Posted: 11 Oct 2010
Author: London Sperm Bank

There are many myths surrounding sperm donation - some of them funny, some of them downright inaccurate. 

Here, we are going to dispel some of the most popular myths...

Myth: Sperm donation is easy

Fact: Although it may seem like an easy proposition, the truth is the screening process for sperm donation is rigorous and less than 5% of the men attempting to become a sperm donor are successful. The screening process includes testing for STI's, genetic abnormalities and hereditary conditions and illnesses. Further, sperm must meet specific quality standards regarding sperm count, and both physical and psychological factors are considered. A donor must be over 18, able to provide their family’s medical health history and be able to commit to the program for up to six months. They must also be in good health.

Myth: Sperm count is constant

Fact: Many men believe their sperm count will be the same every time it is examined. Not so. A man’s sperm count can fluctuate depending on several factors. Illness, medication, and especially the time between ejaculations will have an effect on sperm count. Before making a sperm donation, a man will be requested to refrain from ejaculating for 3-5 days prior to the appointment.
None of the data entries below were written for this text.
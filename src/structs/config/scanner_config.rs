use serde::{Deserialize, Serialize};
use crate::helpers::config_helper::ConfigHelper;

#[derive(Debug, Deserialize, Serialize, Clone)]
pub struct ScannerConfig {
    /// Progress ticker interval in milliseconds.
    #[serde(default = "ConfigHelper::default_tick_interval_ms")]
    pub tick_interval_ms: u64,

    /// Maximum progress percentage the animation may reach without
    /// confirmation that the backend call completed.
    #[serde(default = "ConfigHelper::default_soft_ceiling")]
    pub soft_ceiling: f64,

    /// Pause between hitting 100% and transitioning to the results step,
    /// in milliseconds.
    #[serde(default = "ConfigHelper::default_settle_delay_ms")]
    pub settle_delay_ms: u64,
}

impl Default for ScannerConfig {
    fn default() -> Self {
        Self {
            tick_interval_ms: ConfigHelper::default_tick_interval_ms(),
            soft_ceiling: ConfigHelper::default_soft_ceiling(),
            settle_delay_ms: ConfigHelper::default_settle_delay_ms(),
        }
    }
}
pub mod config;
pub mod enums;
pub mod errors;
pub mod helpers;
pub mod logger;
pub mod services;
pub mod structs;
pub mod workers;
use clap::Parser;
use env_logger::Env;
use secureai_cli::errors::ErrorHandler;
use secureai_cli::structs::cli::Cli;
use secureai_cli::workers::command_runner::CommandRunner;

#[tokio::main]
async fn main() {
    env_logger::Builder::from_env(Env::default().default_filter_or("info"))
        .format_timestamp(None)
        .format_target(false)
        .init();

    let cli = Cli::parse();
    let mut runner = CommandRunner::new();

    if let Err(error) = runner.run_command(cli.command).await {
        ErrorHandler::handle_error(&error);
        std::process::exit(1);
    }
}
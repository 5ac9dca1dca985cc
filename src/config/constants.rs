pub const DEFAULT_BASE_URL: &str = "http://localhost:8000";
pub const VULNERABILITIES_ENDPOINT: &str = "vulnerabilities";
pub const DEFAULT_REQUEST_TIMEOUT_SECS: u64 = 300;

pub const DEFAULT_TICK_INTERVAL_MS: u64 = 100;
pub const DEFAULT_SOFT_CEILING: f64 = 90.0;
pub const DEFAULT_SETTLE_DELAY_MS: u64 = 1000;

pub const CONFIG_DIR_NAME: &str = "secureai";
pub const CONFIG_FILE_NAME: &str = "config.toml";
pub const SESSION_DIR_NAME: &str = "session";

// Session store keys (string-keyed, JSON-valued)
pub const SESSION_KEY_REPOSITORY_URL: &str = "repositoryUrl";
pub const SESSION_KEY_VULNERABILITIES: &str = "vulnerabilities";
pub const SESSION_KEY_PACKAGES: &str = "packagesVulnerabilities";
pub const SESSION_KEY_MALWARE: &str = "malware";
pub const SESSION_KEY_SCAN_METADATA: &str = "scanMetadata";

pub const DEFAULT_REPORT_FILE_NAME: &str = "security_issues_report.txt";

pub const GITHUB_URL_PATTERN: &str = r"^https://github\.com/[\w-]+/[\w-]+";

/// Phase labels shown next to the progress bar, advanced as a function of
/// progress (one label per 10%).
pub const SCAN_STEPS: &[&str] = &[
    "Cloning repository...",
    "Analyzing project structure...",
    "Scanning for hardcoded API keys...",
    "Checking Docker configurations...",
    "Identifying prompt injection vulnerabilities...",
    "Examining API endpoints for security issues...",
    "Validating input sanitization...",
    "Checking for rate limiting implementations...",
    "Analyzing authentication mechanisms...",
    "Generating security report...",
];
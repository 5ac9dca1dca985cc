use clap::Subcommand;
use std::path::PathBuf;
use crate::enums::group_by::GroupBy;

#[derive(Subcommand)]
pub enum Commands {
    /// Create a sample configuration file
    Init,
    /// Submit a repository for analysis and watch the scan progress
    Scan {
        /// GitHub repository URL (prompted for interactively when omitted)
        url: Option<String>,
    },
    /// Render the results of the last scan
    Results {
        #[clap(short, long, value_enum, default_value_t = GroupBy::None)]
        group_by: GroupBy,
        /// Expand issue details instead of the collapsed summary rows
        #[clap(short, long)]
        expand: bool,
        /// Include dependency-package vulnerability tables
        #[clap(short, long)]
        packages: bool,
    },
    /// Export the last scan as a plain-text report
    Report {
        #[clap(short, long)]
        output: Option<PathBuf>,
    },
    /// Clear the stored scan session
    Clear,
    /// Validate the configuration file
    Validate,
}
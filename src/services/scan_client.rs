use std::time::Duration;
use async_trait::async_trait;
use reqwest::{Client, StatusCode};
use serde_json::{json, Value};
use crate::config::constants::VULNERABILITIES_ENDPOINT;
use crate::errors::{SecureAiError, SecureAiResult};
use crate::structs::config::backend_config::BackendConfig;

/// Boundary to the analysis backend. The detection work behind it is
/// opaque; this client only submits the repository URL and validates the
/// shape of what comes back.
#[async_trait]
pub trait ScanBackend: Send + Sync {
    async fn scan_repository(&self, repository_url: &str) -> SecureAiResult<Value>;
}

pub struct HttpScanBackend {
    client: Client,
    base_url: String,
}

impl HttpScanBackend {
    pub fn new(config: &BackendConfig) -> SecureAiResult<Self> {
        let client = Client::builder()
            .timeout(Duration::from_secs(config.request_timeout_secs))
            .build()
            .map_err(|e| SecureAiError::system_error("HTTP client setup", &e.to_string()))?;

        Ok(Self {
            client,
            base_url: config.base_url.trim_end_matches('/').to_string(),
        })
    }
}

#[async_trait]
impl ScanBackend for HttpScanBackend {
    async fn scan_repository(&self, repository_url: &str) -> SecureAiResult<Value> {
        let url = format!("{}/{}", self.base_url, VULNERABILITIES_ENDPOINT);

        let response = match self
            .client
            .post(&url)
            .header("Content-Type", "application/json")
            .json(&json!({ "url": repository_url }))
            .send()
            .await
        {
            Ok(resp) => resp,
            Err(e) => {
                log::error!("Network error during vulnerability scan request: {}", e);
                return Err(SecureAiError::network_error(
                    "vulnerability scan",
                    Some(&url),
                    None,
                    "Failed to connect to the analysis backend",
                ));
            }
        };

        let payload: Value = match response.status() {
            status if status.is_success() => match response.json().await {
                Ok(data) => data,
                Err(e) => {
                    log::error!("Failed to parse scan response JSON: {}", e);
                    return Err(SecureAiError::parse_error(
                        "scan response",
                        "Invalid JSON returned by the analysis backend",
                        Some(&e.to_string()),
                    ));
                }
            },
            StatusCode::REQUEST_TIMEOUT => {
                log::error!("Vulnerability scan request timed out (408)");
                return Err(SecureAiError::network_error(
                    "vulnerability scan",
                    Some(&url),
                    Some(408),
                    "Analysis backend timed out",
                ));
            }
            status => {
                let error_text = response.text().await.unwrap_or_else(|_| "Unknown error".to_string());
                log::error!("Vulnerability scan request failed with status {}: {}", status, error_text);
                return Err(SecureAiError::network_error(
                    "vulnerability scan",
                    Some(&url),
                    Some(status.as_u16()),
                    &error_text,
                ));
            }
        };

        // A response without an issues array is a failure at this boundary;
        // defaulting only applies to fields nested inside a valid payload.
        if !payload.get("issues").map(Value::is_array).unwrap_or(false) {
            log::error!("Scan response is missing the 'issues' array");
            return Err(SecureAiError::parse_error(
                "scan response",
                "Response is missing the 'issues' array",
                None,
            ));
        }

        Ok(payload)
    }
}
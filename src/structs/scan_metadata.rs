use chrono::{DateTime, Utc};
use serde::{Deserialize, Serialize};
use uuid::Uuid;

/// Identity and timing of one scan session.
#[derive(Debug, Clone, Serialize, Deserialize)]
pub struct ScanMetadata {
    pub session_id: Uuid,
    pub repository_url: String,
    pub started_at: DateTime<Utc>,
    pub completed_at: Option<DateTime<Utc>>,
}

impl ScanMetadata {
    pub fn new(repository_url: &str) -> Self {
        Self {
            session_id: Uuid::new_v4(),
            repository_url: repository_url.to_string(),
            started_at: Utc::now(),
            completed_at: None,
        }
    }

    pub fn mark_completed(&mut self) {
        self.completed_at = Some(Utc::now());
    }
}
use serde::{Deserialize, Serialize};
use crate::helpers::config_helper::ConfigHelper;

#[derive(Debug, Deserialize, Serialize, Clone)]
pub struct BackendConfig {
    #[serde(default = "ConfigHelper::default_base_url")]
    pub base_url: String,

    #[serde(default = "ConfigHelper::default_request_timeout_secs")]
    pub request_timeout_secs: u64,
}

impl Default for BackendConfig {
    fn default() -> Self {
        Self {
            base_url: ConfigHelper::default_base_url(),
            request_timeout_secs: ConfigHelper::default_request_timeout_secs(),
        }
    }
}
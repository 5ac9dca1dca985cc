pub mod grouping_engine;
pub mod issue_normalizer;
pub mod report_exporter;
pub mod scan_client;
pub mod scan_orchestrator;
pub mod session_store;
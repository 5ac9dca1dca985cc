use std::io::{self, Write};
use std::path::PathBuf;
use std::sync::Arc;
use std::time::Instant;
use once_cell::sync::Lazy;
use regex::Regex;
use serde_json::Value;
use crate::config::config_manager::ConfigManager;
use crate::config::constants::{
    GITHUB_URL_PATTERN, SESSION_KEY_REPOSITORY_URL, SESSION_KEY_SCAN_METADATA,
    SESSION_KEY_VULNERABILITIES,
};
use crate::enums::commands::Commands;
use crate::enums::group_by::GroupBy;
use crate::errors::{SecureAiError, SecureAiResult};
use crate::logger::results_printer::ResultsPrinter;
use crate::services::issue_normalizer::IssueNormalizer;
use crate::services::report_exporter::ReportExporter;
use crate::services::scan_client::HttpScanBackend;
use crate::services::scan_orchestrator::{ScanOrchestrator, ScanOutcome};
use crate::services::session_store::SessionStateStore;
use crate::structs::config::config::Config;
use crate::structs::scan_metadata::ScanMetadata;

static GITHUB_URL_REGEX: Lazy<Regex> = Lazy::new(|| {
    Regex::new(GITHUB_URL_PATTERN).expect("GitHub URL pattern is a valid regex")
});

pub struct CommandRunner {
    start_time: Option<Instant>,
}

impl CommandRunner {
    pub fn new() -> Self {
        Self { start_time: None }
    }

    pub async fn run_command(&mut self, command: Commands) -> SecureAiResult<()> {
        self.start_time = Some(Instant::now());

        let result = match command {
            Commands::Init => self.init_command(),
            Commands::Scan { url } => self.scan_command(url).await,
            Commands::Results { group_by, expand, packages } => {
                self.results_command(group_by, expand, packages)
            }
            Commands::Report { output } => self.report_command(output),
            Commands::Clear => self.clear_command(),
            Commands::Validate => self.validate_command(),
        };

        if let Some(start) = self.start_time {
            let duration = start.elapsed();
            log::info!("⏱️  Command completed in {:.2}s", duration.as_secs_f64());
        }

        result
    }

    fn init_command(&self) -> SecureAiResult<()> {
        log::info!("🚀 Initializing secureai configuration...");

        let path = ConfigManager::create_sample_config()?;
        log::info!("✅ Configuration file created at: {}", path.display());
        log::info!("📝 Edit it to point at your analysis backend.");
        log::info!("🔧 Run 'secureai validate' to check your configuration.");

        Ok(())
    }

    async fn scan_command(&self, url: Option<String>) -> SecureAiResult<()> {
        let config = self.load_validated_config()?;

        let repository_url = match url {
            Some(url) => url,
            None => Self::prompt_for_repository_url()?,
        };
        Self::validate_repository_url(&repository_url)?;

        // Input step hands the URL to the scanning step through the store
        let store = SessionStateStore::open_default()?;
        store.set(SESSION_KEY_REPOSITORY_URL, &repository_url)?;

        let backend = Arc::new(HttpScanBackend::new(&config.backend)?);
        let mut orchestrator = ScanOrchestrator::new(store, backend, config.scanner.clone());

        match orchestrator.run().await? {
            ScanOutcome::Completed(session) => {
                log::info!("✅ Scan complete: {} issues found", session.report.total_issues());
                ResultsPrinter::print_results(
                    &session.metadata,
                    &session.report,
                    GroupBy::None,
                    false,
                    true,
                );
                log::info!("💡 Re-render with 'secureai results', export with 'secureai report'");
                Ok(())
            }
            ScanOutcome::MissingRepositoryUrl => {
                log::info!("💡 Enter a repository URL to start a scan.");
                Ok(())
            }
            ScanOutcome::Failed { repository_url, error, final_percent } => {
                log::error!("❌ Scan stalled at {}%: {}", final_percent, error);
                Err(SecureAiError::scan_error(
                    &repository_url,
                    "analysis request",
                    &error.user_message(),
                    true,
                ))
            }
            ScanOutcome::Cancelled => Ok(()),
        }
    }

    fn results_command(&self, group_by: GroupBy, expand: bool, packages: bool) -> SecureAiResult<()> {
        let store = SessionStateStore::open_default()?;

        let Some((metadata, payload)) = Self::load_session(&store) else {
            log::info!("💡 No scan session found. Run 'secureai scan' first.");
            return Ok(());
        };

        let report = IssueNormalizer::normalize(&payload);
        ResultsPrinter::print_results(&metadata, &report, group_by, expand, packages);

        Ok(())
    }

    fn report_command(&self, output: Option<PathBuf>) -> SecureAiResult<()> {
        let config = ConfigManager::load()?;
        let store = SessionStateStore::open_default()?;

        let Some((_metadata, payload)) = Self::load_session(&store) else {
            log::info!("💡 No scan session found. Run 'secureai scan' first.");
            return Ok(());
        };

        let report = IssueNormalizer::normalize(&payload);
        let path = output.unwrap_or_else(|| PathBuf::from(&config.output.report_file));
        let written = ReportExporter::export_to_file(&report.issues, &path)?;

        log::info!("💾 Report saved to: {}", written.display());
        Ok(())
    }

    fn clear_command(&self) -> SecureAiResult<()> {
        let store = SessionStateStore::open_default()?;
        store.clear()?;
        log::info!("🧹 Scan session cleared.");
        Ok(())
    }

    fn validate_command(&self) -> SecureAiResult<()> {
        log::info!("🔍 Validating secureai configuration...");

        let config = self.load_validated_config()?;
        log::info!("✅ Configuration is valid");
        log::info!("🌐 Backend: {}", config.backend.base_url);

        Ok(())
    }

    fn load_validated_config(&self) -> SecureAiResult<Config> {
        let config = match ConfigManager::load() {
            Ok(config) => config,
            Err(e) => {
                log::error!("❌ Failed to load configuration: {}", e);
                log::error!("💡 Run 'secureai init' to create a configuration file.");
                return Err(e);
            }
        };
        ConfigManager::validate_config(&config)?;
        Ok(config)
    }

    /// Both session keys must be present and readable, otherwise the step
    /// behaves as if no scan ever ran.
    fn load_session(store: &SessionStateStore) -> Option<(ScanMetadata, Value)> {
        let metadata: ScanMetadata = store.get(SESSION_KEY_SCAN_METADATA)?;
        let payload: Value = store.get(SESSION_KEY_VULNERABILITIES)?;
        Some((metadata, payload))
    }

    fn prompt_for_repository_url() -> SecureAiResult<String> {
        print!("🔗 GitHub repository URL: ");
        io::stdout().flush()?;

        let mut input = String::new();
        io::stdin().read_line(&mut input)?;

        Ok(input.trim().to_string())
    }

    pub fn validate_repository_url(url: &str) -> SecureAiResult<()> {
        if url.is_empty() {
            return Err(SecureAiError::validation_error(
                "repository URL",
                url,
                "must not be empty",
                Some("Enter a GitHub repository URL, e.g. https://github.com/username/repo"),
            ));
        }

        if !GITHUB_URL_REGEX.is_match(url) {
            return Err(SecureAiError::validation_error(
                "repository URL",
                url,
                "must be a GitHub repository URL",
                Some("Expected format: https://github.com/username/repo"),
            ));
        }

        Ok(())
    }
}

impl Default for CommandRunner {
    fn default() -> Self {
        Self::new()
    }
}

#[cfg(test)]
mod tests {
    use super::*;

    #[test]
    fn accepts_well_formed_github_urls() {
        assert!(CommandRunner::validate_repository_url("https://github.com/acme/app").is_ok());
        assert!(CommandRunner::validate_repository_url("https://github.com/a-user/my-repo").is_ok());
    }

    #[test]
    fn rejects_empty_url() {
        let err = CommandRunner::validate_repository_url("").unwrap_err();
        assert!(matches!(err, SecureAiError::ValidationError { .. }));
    }

    #[test]
    fn rejects_non_github_urls() {
        for url in [
            "https://gitlab.com/acme/app",
            "http://github.com/acme/app",
            "github.com/acme/app",
            "not a url",
        ] {
            assert!(
                CommandRunner::validate_repository_url(url).is_err(),
                "should reject {}",
                url
            );
        }
    }
}
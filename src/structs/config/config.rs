use serde::{Deserialize, Serialize};
use crate::structs::config::backend_config::BackendConfig;
use crate::structs::config::output_config::OutputConfig;
use crate::structs::config::scanner_config::ScannerConfig;

#[derive(Debug, Deserialize, Serialize, Clone)]
pub struct Config {
    #[serde(default)]
    pub backend: BackendConfig,

    #[serde(default)]
    pub scanner: ScannerConfig,

    #[serde(default)]
    pub output: OutputConfig,
}

impl Default for Config {
    fn default() -> Self {
        Self {
            backend: BackendConfig::default(),
            scanner: ScannerConfig::default(),
            output: OutputConfig::default(),
        }
    }
}
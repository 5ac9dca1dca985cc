use terminal_size::{terminal_size, Width};
use crate::enums::group_by::GroupBy;
use crate::enums::severity::Severity;
use crate::services::grouping_engine::GroupingEngine;
use crate::structs::normalized_report::NormalizedReport;
use crate::structs::scan_metadata::ScanMetadata;
use crate::structs::security_issue::SecurityIssue;

/// Renders the results step in the terminal: summary counts, the
/// security-issues table (flat or grouped), and optionally the
/// dependency-package and malware tables.
pub struct ResultsPrinter;

impl ResultsPrinter {
    fn rule_width() -> usize {
        match terminal_size() {
            Some((Width(w), _)) => (w as usize).min(100),
            None => 80,
        }
    }

    fn rule() -> String {
        "━".repeat(Self::rule_width())
    }

    pub fn print_results(
        metadata: &ScanMetadata,
        report: &NormalizedReport,
        group_by: GroupBy,
        expand: bool,
        include_packages: bool,
    ) {
        println!("\n{}", Self::rule());
        println!("🛡️  Security Scan Results");
        println!("{}", Self::rule());
        println!("📦 Repository: {}", metadata.repository_url);
        if let Some(name) = &report.repository_name {
            println!("🏷️  Name: {}", name);
        }
        if let Some(completed) = &metadata.completed_at {
            println!("🕑 Scanned: {}", completed.format("%Y-%m-%d %H:%M:%S UTC"));
        }

        Self::print_summary(report);
        Self::print_issues(&report.issues, group_by, expand);

        if include_packages {
            Self::print_packages(report);
            Self::print_malware(report);
        }
    }

    fn print_summary(report: &NormalizedReport) {
        println!("\n📊 Summary");
        println!("   Total Issues: {}", report.total_issues());
        println!("   🔴 High:   {}", report.count_by_severity("high"));
        println!("   🟡 Medium: {}", report.count_by_severity("medium"));
        println!("   🔵 Low:    {}", report.count_by_severity("low"));
    }

    fn print_issues(issues: &[SecurityIssue], group_by: GroupBy, expand: bool) {
        println!("\n🔍 Security Issues");

        if issues.is_empty() {
            println!("   ✅ No security issues found");
            return;
        }

        match GroupingEngine::group(issues, group_by) {
            None => {
                // Flat single-tab view gets the severity pre-sort
                let mut sorted = issues.to_vec();
                GroupingEngine::sort_by_severity(&mut sorted);
                for issue in &sorted {
                    Self::print_issue(issue, expand);
                }
            }
            Some(groups) => {
                for group in &groups {
                    let count = group.issues.len();
                    println!(
                        "\n   📂 {} ({} issue{})",
                        group.group_name,
                        count,
                        if count == 1 { "" } else { "s" }
                    );
                    for issue in &group.issues {
                        Self::print_issue(issue, expand);
                    }
                }
            }
        }
    }

    fn print_issue(issue: &SecurityIssue, expand: bool) {
        let severity = Severity::parse(&issue.severity);
        println!(
            "   {} [{}] {}:{} - {}",
            severity.emoji(),
            issue.severity,
            issue.file_name,
            issue.line_number,
            issue.issue_type
        );

        if expand {
            if !issue.description.is_empty() {
                println!("      {}", issue.description);
            }
            if !issue.code_snippet.is_empty() {
                println!("      Vulnerable code:");
                for line in issue.code_snippet.lines() {
                    println!("      \x1b[31m│ {}\x1b[0m", line);
                }
            }
            if !issue.suggested_fix.is_empty() {
                println!("      Suggested fix:");
                for line in issue.suggested_fix.lines() {
                    println!("      \x1b[32m│ {}\x1b[0m", line);
                }
            }
            println!();
        }
    }

    fn print_packages(report: &NormalizedReport) {
        println!("\n📦 Package Vulnerabilities");

        if report.packages.node.is_empty() {
            println!("\n   Node.js: no package vulnerabilities found");
        } else {
            println!("\n   Node.js Packages");
            for (file_path, issues) in &report.packages.node {
                println!("   📄 {}", file_path);
                for issue in issues {
                    let severity = Severity::parse(&issue.severity);
                    println!(
                        "      {} {} [{}] {} - {} - fix available: {}",
                        severity.emoji(),
                        issue.name,
                        issue.severity,
                        if issue.is_direct { "direct" } else { "indirect" },
                        issue.range,
                        if issue.fix_available { "yes" } else { "no" }
                    );
                }
            }
        }

        if report.packages.python.is_empty() {
            println!("\n   Python: no package vulnerabilities found");
        } else {
            println!("\n   Python Packages");
            for (file_path, issues) in &report.packages.python {
                println!("   📄 {}", file_path);
                for issue in issues {
                    println!(
                        "      {} {} {} - {} known vulnerabilit{}",
                        Self::count_badge(issue.vulnerabilities_found),
                        issue.package_name,
                        issue.analyzed_version,
                        issue.vulnerabilities_found,
                        if issue.vulnerabilities_found == 1 { "y" } else { "ies" }
                    );
                }
            }
        }
    }

    fn count_badge(count: u64) -> &'static str {
        match count {
            0 => "🟢",
            1 => "🔵",
            2 => "🟡",
            _ => "🔴",
        }
    }

    fn print_malware(report: &NormalizedReport) {
        println!("\n☣️  Malware Findings");

        if report.malware.is_empty() {
            println!("   ✅ No malware detected");
            return;
        }

        for finding in &report.malware {
            match serde_json::to_string(finding) {
                Ok(rendered) => println!("   ⚠️ {}", rendered),
                Err(_) => println!("   ⚠️ <unrenderable finding>"),
            }
        }
    }
}
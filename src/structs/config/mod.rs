pub mod backend_config;
pub mod config;
pub mod output_config;
pub mod scanner_config;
Myth: Sperm donation pays good money

Fact: It's a myth! Many people seem to think you can make a fortune but that is simply not true. In the UK, Sperm donation is regulated by the Human Fertilisation and Embryology Authority (HFEA), and they state that it is illegal in the UK to pay sperm donors more than reasonable expenses for their donations. Although there are banks outside of the UK that pay for donations, sperm donors in the UK can receive up to £35 per visit to the clinic as reimbursement.

Sperm donors must be altruistic first and foremost, with a strong desire to help others. Without sperm donation, many couples and single women would have no recourse to starting a family. Sperm donation is a very special gift to people struggling with reproductive issues.